(Materials provided Opens)

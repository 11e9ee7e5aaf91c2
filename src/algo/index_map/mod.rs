//! Integer index map: from a relaxed position field to a quad mesh.
//!
//! The stage runs in three steps:
//!
//! 1. [`EdgeLattice::build`] rounds the position field into integer edge
//!    translations with [`Rot4`](super::rosy::Rot4) frame transitions.
//! 2. A [`TopologyRepair`] strategy removes position singularities by
//!    network flow and makes as many faces as it can valid half cells or
//!    collapsed edges.
//! 3. [`extract`] collapses zero edges and pairs the remaining triangles
//!    into quads, half cells of one lattice cell first.
//!
//! # Example
//!
//! ```ignore
//! let lattice = EdgeLattice::build(&mesh, &frames, &transitions);
//! let strategy = repair_strategy(&config);
//! strategy.repair(&ctx, &mut lattice);
//! let quads = extract(&working, &lattice, &origins, &singular)?;
//! ```

mod extract;
mod flow;
mod lattice;
mod matching;
mod repair;

pub use extract::{extract, QuadIndexMap};
pub use flow::{
    flow_solver, resolve_face_loops, FlowGraph, FlowSolver, LoopResolution, MaxFlow, MinCostFlow,
};
pub use lattice::{EdgeLattice, FaceState, LatticeEdge, VertexFrames};
pub use repair::{
    close_loops, count_open_loops, remove_position_singularities, repair_strategy, ConstraintRepair,
    FlowRepair, LoopClosing, RepairContext, RepairStats, TopologyRepair,
};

(Materials provided Closes)

Give the data back in full, matching it character for character.

### Your solution
repository 11e9ee7e5aaf91c2
filename src/algo/index_map/mod.rs
//! Integer index map: from a relaxed position field to a quad mesh.
//!
//! The stage runs in three steps:
//!
//! 1. [`EdgeLattice::build`] rounds the position field into integer edge
//!    translations with [`Rot4`](super::rosy::Rot4) frame transitions.
//! 2. A [`TopologyRepair`] strategy removes position singularities by
//!    network flow and makes as many faces as it can valid half cells or
//!    collapsed edges.
//! 3. [`extract`] collapses zero edges and pairs the remaining triangles
//!    into quads, half cells of one lattice cell first.
//!
//! # Example
//!
//! ```ignore
//! let lattice = EdgeLattice::build(&mesh, &frames, &transitions);
//! let strategy = repair_strategy(&config);
//! strategy.repair(&ctx, &mut lattice);
//! let quads = extract(&working, &lattice, &origins, &singular)?;
//! ```

mod extract;
mod flow;
mod lattice;
mod matching;
mod repair;

pub use extract::{extract, QuadIndexMap};
pub use flow::{
    flow_solver, resolve_face_loops, FlowGraph, FlowSolver, LoopResolution, MaxFlow, MinCostFlow,
};
pub use lattice::{EdgeLattice, FaceState, LatticeEdge, VertexFrames};
pub use repair::{
    close_loops, count_open_loops, remove_position_singularities, repair_strategy, ConstraintRepair,
    FlowRepair, LoopClosing, RepairContext, RepairStats, TopologyRepair,
};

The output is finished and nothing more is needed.